Woolworths’ biggest setback was in Australia, where the combined PBT of its David Jones (DJ) department-store business and fashion retailer Country Road Group slumped R600m (21%) to R2.24bn.
The big damage was done by DJ, acquired by Woolworths in 2014 for R21.4bn.
“DJ is a disaster,” says Evan Walker of 36One Asset Management. It’s hard to argue with him.
DJ’s PBT, after coming in flat at the half-year mark, went on to collapse 73% in the second half. This left the year’s total down R595m (29.5%), at R1.28bn.

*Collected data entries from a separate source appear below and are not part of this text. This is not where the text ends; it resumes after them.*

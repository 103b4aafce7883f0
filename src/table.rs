use crate::transfer::gamma_srgb;
use std::ops::Index;

/// Number of entries, one per 8-bit level.
pub const TABLE_LEN: usize = 256;

/// Lookup table mapping each 8-bit input level to its corrected level.
///
/// Entry `i` holds the output for input level `i`.
#[derive(Debug, Clone, PartialEq, Eq)]
pub struct GammaTable([u8; TABLE_LEN]);

impl GammaTable {
    /// Build the sRGB table by applying [`gamma_srgb`] to levels `0..=255` in order.
    #[must_use]
    #[profiling::function]
    pub fn srgb() -> Self {
        Self(std::array::from_fn(|idx| {
            // idx < TABLE_LEN, so it always fits in a level.
            gamma_srgb(idx as u8)
        }))
    }

    /// Corrected value for `level`.
    #[must_use]
    pub const fn get(&self, level: u8) -> u8 {
        self.0[level as usize]
    }

    /// All entries, in level order.
    #[must_use]
    pub const fn as_slice(&self) -> &[u8] {
        &self.0
    }

    /// Iterate on `(level, value)` pairs.
    pub fn iter(&self) -> impl Iterator<Item = (u8, u8)> + '_ {
        (0..=u8::MAX).zip(self.0.iter().copied())
    }
}

impl From<[u8; TABLE_LEN]> for GammaTable {
    fn from(values: [u8; TABLE_LEN]) -> Self {
        Self(values)
    }
}

impl Index<u8> for GammaTable {
    type Output = u8;

    fn index(&self, level: u8) -> &Self::Output {
        &self.0[usize::from(level)]
    }
}
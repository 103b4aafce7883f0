use clap::Parser;
use std::path::PathBuf;

/// Path of the table file when none is given.
pub const DEFAULT_OUTPUT: &str = "gamma_table.hex";

/// Command line options.
#[derive(Parser, Debug, Clone)]
#[command(version, about)]
pub struct Opt {
    /// Path of the hexadecimal table file.
    #[arg(short, long, value_name = "PATH", default_value = DEFAULT_OUTPUT)]
    pub output: PathBuf,

    /// Check that the existing table file matches the computed table instead of writing it.
    #[arg(long)]
    pub check: bool,
}
//! Hexadecimal text form of the gamma table.

use crate::table::{GammaTable, TABLE_LEN};
use std::{
    fs::File,
    io::{self, BufWriter, Write},
    path::Path,
};
use thiserror::Error;

/// Number of values written on each line.
pub const VALUES_PER_LINE: usize = 16;

const TOKEN_SEPARATOR: &str = ", ";
const TOKEN_PREFIX: &str = "0x";

/// Error of the hex table parsing.
#[allow(missing_docs)]
#[derive(Error, Debug, PartialEq, Eq)]
pub enum ParseError {
    /// Indicate a token which is not `0x` followed by two uppercase hex digits.
    #[error("line {line}, token {token}: '{text}' is not a `0xHH` value")]
    InvalidToken {
        line: usize,
        token: usize,
        text: String,
    },

    /// Indicate a line which doesn't hold the expected number of values.
    #[error("line {line}: expected {} values, found {found}", VALUES_PER_LINE)]
    LineLength { line: usize, found: usize },

    /// Indicate a table which doesn't hold one value per level.
    #[error("expected {} values, found {found}", TABLE_LEN)]
    TableLength { found: usize },
}

/// Render values as `0xHH` tokens separated by `", "`.
#[must_use]
pub fn format_line(values: &[u8]) -> String {
    values
        .iter()
        .map(|value| format!("{TOKEN_PREFIX}{value:02X}"))
        .collect::<Vec<_>>()
        .join(TOKEN_SEPARATOR)
}

/// Write `table` as lines of [`VALUES_PER_LINE`] values, each ended by a newline.
///
/// # Errors
///
/// Will forward any error returned by `writer`.
#[profiling::function]
pub fn write_table<W: Write>(writer: &mut W, table: &GammaTable) -> io::Result<()> {
    table
        .as_slice()
        .chunks(VALUES_PER_LINE)
        .try_for_each(|chunk| writeln!(writer, "{}", format_line(chunk)))
}

/// Create or truncate the file at `path` and write `table` in it.
///
/// # Errors
///
/// Will return the error of the file creation, or of any write or the final flush.
pub fn write_table_file(path: &Path, table: &GammaTable) -> io::Result<()> {
    let file = File::create(path)?;
    let mut stream = BufWriter::new(file);
    write_table(&mut stream, table)?;
    // `BufWriter` drop swallows errors, flush to get them.
    stream.flush()
}

/// Parse a table in the format written by [`write_table`].
///
/// Blank lines are ignored.
///
/// # Errors
///
/// Will return [`ParseError::InvalidToken`] if a value isn't `0x` followed by two uppercase hex digits.
/// Will return [`ParseError::LineLength`] if a line doesn't hold [`VALUES_PER_LINE`] values.
/// Will return [`ParseError::TableLength`] if the text doesn't hold [`TABLE_LEN`] values.
#[profiling::function]
pub fn parse_table(text: &str) -> Result<GammaTable, ParseError> {
    let mut values = [0; TABLE_LEN];
    let mut count = 0;

    for (line_idx, line) in text.lines().enumerate() {
        if line.trim().is_empty() {
            continue;
        }
        let line_num = line_idx + 1;
        let tokens = line.split(TOKEN_SEPARATOR).collect::<Vec<_>>();
        if tokens.len() != VALUES_PER_LINE {
            return Err(ParseError::LineLength {
                line: line_num,
                found: tokens.len(),
            });
        }
        for (token_idx, token) in tokens.into_iter().enumerate() {
            let value = parse_token(token).ok_or_else(|| ParseError::InvalidToken {
                line: line_num,
                token: token_idx + 1,
                text: token.into(),
            })?;
            if let Some(slot) = values.get_mut(count) {
                *slot = value;
            }
            count += 1;
        }
    }

    if count == TABLE_LEN {
        Ok(GammaTable::from(values))
    } else {
        Err(ParseError::TableLength { found: count })
    }
}

fn parse_token(token: &str) -> Option<u8> {
    let digits = token.strip_prefix(TOKEN_PREFIX)?;
    let is_upper_hex = |c: char| c.is_ascii_digit() || ('A'..='F').contains(&c);
    if digits.len() != 2 || !digits.chars().all(is_upper_hex) {
        return None;
    }
    u8::from_str_radix(digits, 16).ok()
}
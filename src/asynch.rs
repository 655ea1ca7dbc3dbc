//! Async driver, built on the [`embedded-hal-async`] 1.0 traits.
//!
//! Same transaction protocol as [`blocking`](crate::blocking); the
//! conversion wait and the not-ready polling become suspension points.
//!
//! [`embedded-hal-async`]: https://github.com/rust-embedded/embedded-hal

use crate::hw_def::*;
use crate::types::*;

use embedded_hal_async::{delay::DelayNs, i2c::I2c};

cfg_if::cfg_if! {
    if #[cfg(feature = "defmt")] {
        use defmt::{trace, warn};
    } else if #[cfg(feature = "log")] {
        use log::{trace, warn};
    } else {
        macro_rules! trace {
            ($($arg:tt)*) => {};
        }
        macro_rules! warn {
            ($($arg:tt)*) => {};
        }
    }
}

/// SHT2x/HTU21D device driver
#[derive(Debug)]
pub struct Sht2x<I2C, Delay> {
    i2c: I2C,
    delay: Delay,
}

impl<I2C, Delay, E> Sht2x<I2C, Delay>
where
    I2C: I2c<Error = E>,
    Delay: DelayNs,
{
    /// Create a new SHT2x driver instance
    pub fn new(i2c: I2C, delay: Delay) -> Self {
        Self { i2c, delay }
    }

    /// Measure relative humidity in percent
    pub async fn humidity(&mut self) -> Result<f32, Error<E>> {
        let raw = self.read_measurement(Command::TriggerRelHumidHold).await?;
        Ok(raw_rel_humid_to_percent(raw))
    }

    /// Measure temperature in degrees Celsius
    pub async fn temperature(&mut self) -> Result<f32, Error<E>> {
        let raw = self.read_measurement(Command::TriggerTempHold).await?;
        Ok(raw_temp_to_centigrade(raw))
    }

    /// Read the user register
    pub async fn read_user_register(&mut self) -> Result<UserRegister, Error<E>> {
        let mut buf = [0u8; 1];
        self.i2c
            .write_read(I2C_ADDR, &Command::ReadUserRegister.bytes(), &mut buf)
            .await
            .map_err(Error::I2c)?;
        Ok(UserRegister::from(buf[0]))
    }

    /// Set the measurement resolution, leaving the other user-register bits
    /// as they are on the device
    pub async fn set_resolution(&mut self, resolution: Resolution) -> Result<(), Error<E>> {
        let current = self.read_user_register().await?.raw();
        let merged = merge_resolution(current, resolution.bits());
        trace!("sht2x::set_resolution(): current={}, merged={}", current, merged);
        self.i2c
            .write(I2C_ADDR, &[Command::WriteUserRegister as u8, merged])
            .await
            .map_err(Error::I2c)
    }

    /// Soft reset; the user register comes back up at its power-on default
    pub async fn soft_reset(&mut self) -> Result<(), Error<E>> {
        self.i2c
            .write(I2C_ADDR, &Command::SoftReset.bytes())
            .await
            .map_err(Error::I2c)?;
        self.delay.delay_ms(SOFT_RESET_SETTLE_MS).await;
        Ok(())
    }

    /// Release the bus and delay resources
    pub fn release(self) -> (I2C, Delay) {
        (self.i2c, self.delay)
    }

    // One measurement transaction: trigger, wait out the conversion, read
    // MSB/LSB/check, validate, clear the status bits. Checksum and timeout
    // failures are not retried here; that is the caller's call.
    async fn read_measurement(&mut self, command: Command) -> Result<u16, Error<E>> {
        trace!("sht2x::read_measurement(): command={}", command as u8);
        self.i2c
            .write(I2C_ADDR, &command.bytes())
            .await
            .map_err(Error::I2c)?;

        self.delay.delay_ms(MEASUREMENT_SETTLE_MS).await;

        // The sensor answers reads with NACK until the conversion is done.
        let mut buf = [0u8; 3];
        let mut attempts = 0;
        while self.i2c.read(I2C_ADDR, &mut buf).await.is_err() {
            attempts += 1;
            if attempts >= MAX_READ_ATTEMPTS {
                warn!("sht2x::read_measurement(): sensor not ready after {} read attempts", attempts);
                return Err(Error::Timeout);
            }
            self.delay.delay_ms(READ_POLL_INTERVAL_MS).await;
        }

        let raw = u16::from_be_bytes([buf[0], buf[1]]);
        #[cfg(feature = "crc")]
        if !checksum_valid(raw, buf[2]) {
            warn!("sht2x::read_measurement(): checksum mismatch: raw={}, check={}", raw, buf[2]);
            return Err(Error::ChecksumMismatch);
        }

        Ok(mask_status_bits(raw))
    }
}
use crate::hw_def::*;

use core::fmt;

#[cfg(feature = "defmt")]
use defmt::Format;

/// All possible errors in this crate
#[cfg_attr(feature = "defmt", derive(Format))]
#[derive(Debug, Eq, PartialEq)]
pub enum Error<E> {
    /// I²C communication error
    I2c(E),
    /// The sensor never delivered the 3-byte measurement within the polling
    /// budget
    Timeout,
    /// The measurement arrived but failed checksum validation
    #[cfg(feature = "crc")]
    ChecksumMismatch,
}

impl<E> Error<E> {
    /// The sentinel value the original Arduino library returned in place of
    /// this error, if it had one. Bus errors were not distinguished there.
    pub fn legacy_code(&self) -> Option<u16> {
        match self {
            Error::I2c(_) => None,
            Error::Timeout => Some(LEGACY_TIMEOUT_ERROR),
            #[cfg(feature = "crc")]
            Error::ChecksumMismatch => Some(LEGACY_CHECKSUM_ERROR),
        }
    }
}

/// Contents of the sensor's user register.
#[cfg_attr(feature = "defmt", derive(Format))]
#[derive(Clone, Copy, Debug, Eq, PartialEq)]
pub struct UserRegister {
    raw: u8,
}

impl From<u8> for UserRegister {
    fn from(raw: u8) -> Self {
        Self { raw }
    }
}

impl UserRegister {
    /// Get the raw register byte
    pub fn raw(&self) -> u8 {
        self.raw
    }

    /// Configured measurement resolution (register bits 7 and 0)
    pub fn resolution(&self) -> Resolution {
        match self.raw & USER_REG_RESOLUTION_MASK {
            0x00 => Resolution::Rh12Temp14,
            0x01 => Resolution::Rh8Temp12,
            0x80 => Resolution::Rh10Temp13,
            _ => Resolution::Rh11Temp11,
        }
    }

    /// Supply voltage dropped below 2.25 V during the last measurement
    pub fn end_of_battery(&self) -> bool {
        self.raw & USER_REG_END_OF_BATTERY != 0
    }

    /// On-chip heater is enabled
    pub fn heater_enabled(&self) -> bool {
        self.raw & USER_REG_HEATER_ENABLE != 0
    }

    /// Reloading the calibration OTP before each measurement is disabled
    pub fn otp_reload_disabled(&self) -> bool {
        self.raw & USER_REG_OTP_RELOAD_DISABLE != 0
    }
}

impl fmt::Display for UserRegister {
    fn fmt(&self, f: &mut fmt::Formatter<'_>) -> fmt::Result {
        write!(f, "UserRegister {{ 0x{:02x}; {:?} ", self.raw, self.resolution())?;
        if self.end_of_battery() {
            write!(f, "end_of_battery ")?;
        }
        if self.heater_enabled() {
            write!(f, "heater_enabled ")?;
        }
        if self.otp_reload_disabled() {
            write!(f, "otp_reload_disabled ")?;
        }
        write!(f, "}}")
    }
}

#[cfg(test)]
mod tests {
    use super::*;

    #[test]
    fn legacy_codes_match_the_arduino_library() {
        assert_eq!(Error::<()>::Timeout.legacy_code(), Some(999));
        #[cfg(feature = "crc")]
        assert_eq!(Error::<()>::ChecksumMismatch.legacy_code(), Some(998));
        assert_eq!(Error::I2c(()).legacy_code(), None);
    }

    #[test]
    fn user_register_fields() {
        // Power-on default: 12/14-bit resolution, OTP reload disabled.
        let reg = UserRegister::from(0x02);
        assert_eq!(reg.raw(), 0x02);
        assert_eq!(reg.resolution(), Resolution::Rh12Temp14);
        assert!(!reg.end_of_battery());
        assert!(!reg.heater_enabled());
        assert!(reg.otp_reload_disabled());

        let reg = UserRegister::from(0b1100_0101);
        assert_eq!(reg.resolution(), Resolution::Rh11Temp11);
        assert!(reg.end_of_battery());
        assert!(reg.heater_enabled());
        assert!(!reg.otp_reload_disabled());
    }

    #[test]
    fn user_register_display_lists_set_flags() {
        let rendered = format!("{}", UserRegister::from(0b0100_0100));
        assert!(rendered.contains("end_of_battery"));
        assert!(rendered.contains("heater_enabled"));
        assert!(!rendered.contains("otp_reload_disabled"));
    }
}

At a results presentation, Woolworths group CEO Ian Moir put a positive spin on DJ’s prospects. In part, he is pinning his hopes on a just-completed customer relationship management (CRM) system.
“It will transform the business,” he said. “DJ has never had a CRM system until now.”
Woolworths is backing its optimism on DJ with an A$200m (R2.1bn) upgrade of its flagship Elizabeth Street store in Sydney. It will really have to earn its keep to make a decent
David Jones will not have the clear runway Woolworths had when it entered the highend food sector three decades ago
return. The upgrade cost equals Woolworths’ total capex spend on SA operations in the past financial year.
DJ is also rolling out top-end food outlets in its stores in a programme set to cost A$100m over three years. “We will have the best food offering in Australia,” says Moir.
Perhaps. But DJ will not have the clear runway Woolworths had in SA when it entered the high-end food sector three decades ago.
“Australia is not like SA,” says Walker. “There is an abundance of owner-operated food stores in the top end of the market and they have very loyal customers.”
Also in doubt is the department-store model itself. Department-store groups in the US and UK are struggling. In SA, Stuttafords threw in the towel in May.
The outcome of Woolworths’ department-store venture in Australia is far from certain. It represents a risk investors should certainly not take lightly.
Investors should also be aware of the challenge that Woolworths faces in its core LSM 8-10 segment of SA’s food market. It is a segment in which Woolworths’ R27bn annual sales food division has long held sway.
Shoprite aims to change that. “Woolworths is not a specific target,” says Shoprite CEO Pieter Engelbrecht. “We just want more of their customers.”
Spearheading Shoprite’s drive into the upper-end food segment are its new-generation Checkers stores. Eight opened in the past year with 14 more coming in the current year. It will take total Checkers store numbers to 223.
“With its new-generation Checkers stores Shoprite has got its fresh produce and store configuration spot-on,” says retail analyst Syd Vianello. “They will give Woolworths a run for its money.”
Shoprite’s clout in the market is set for another boost as part of the newly listed Steinhoff Africa Retail. It brings together the powerful combination of Shoprite and Pepkor as its key components. “We will immediately start generating supply-chain synergies with Pep,” says Engelbrecht.
This is particularly so in Africa, where Shoprite has 386 stores in 14 countries and Pepkor more than 300. “We will leverage our advantage in Africa,” says Engelbrecht. “Shoprite has 21 new stores coming, 45 confirmed and another 166 potential stores.”
But even this pace is not fast enough for Shoprite. It is eyeing Eastern Europe — where its controlling shareholder, Steinhoff, has a 975-store footprint through its Pepco brand.
“Poland, Slovakia, Czech Republic, Romania and Hungary will be considered,” says Engelbrecht.
But the retailer will not bet the house. “If we go ahead we will begin small,” says Engelbrecht. “If it doesn’t work out we can write it off and walk away. I won’t pull a David Jones on Shoprite.”
Of course, DJ could yet prove to be a winner for Woolworths. Time will tell. But for now Shoprite looks like a far safer option as a company likely to sustain growth momentum at a cracking pace.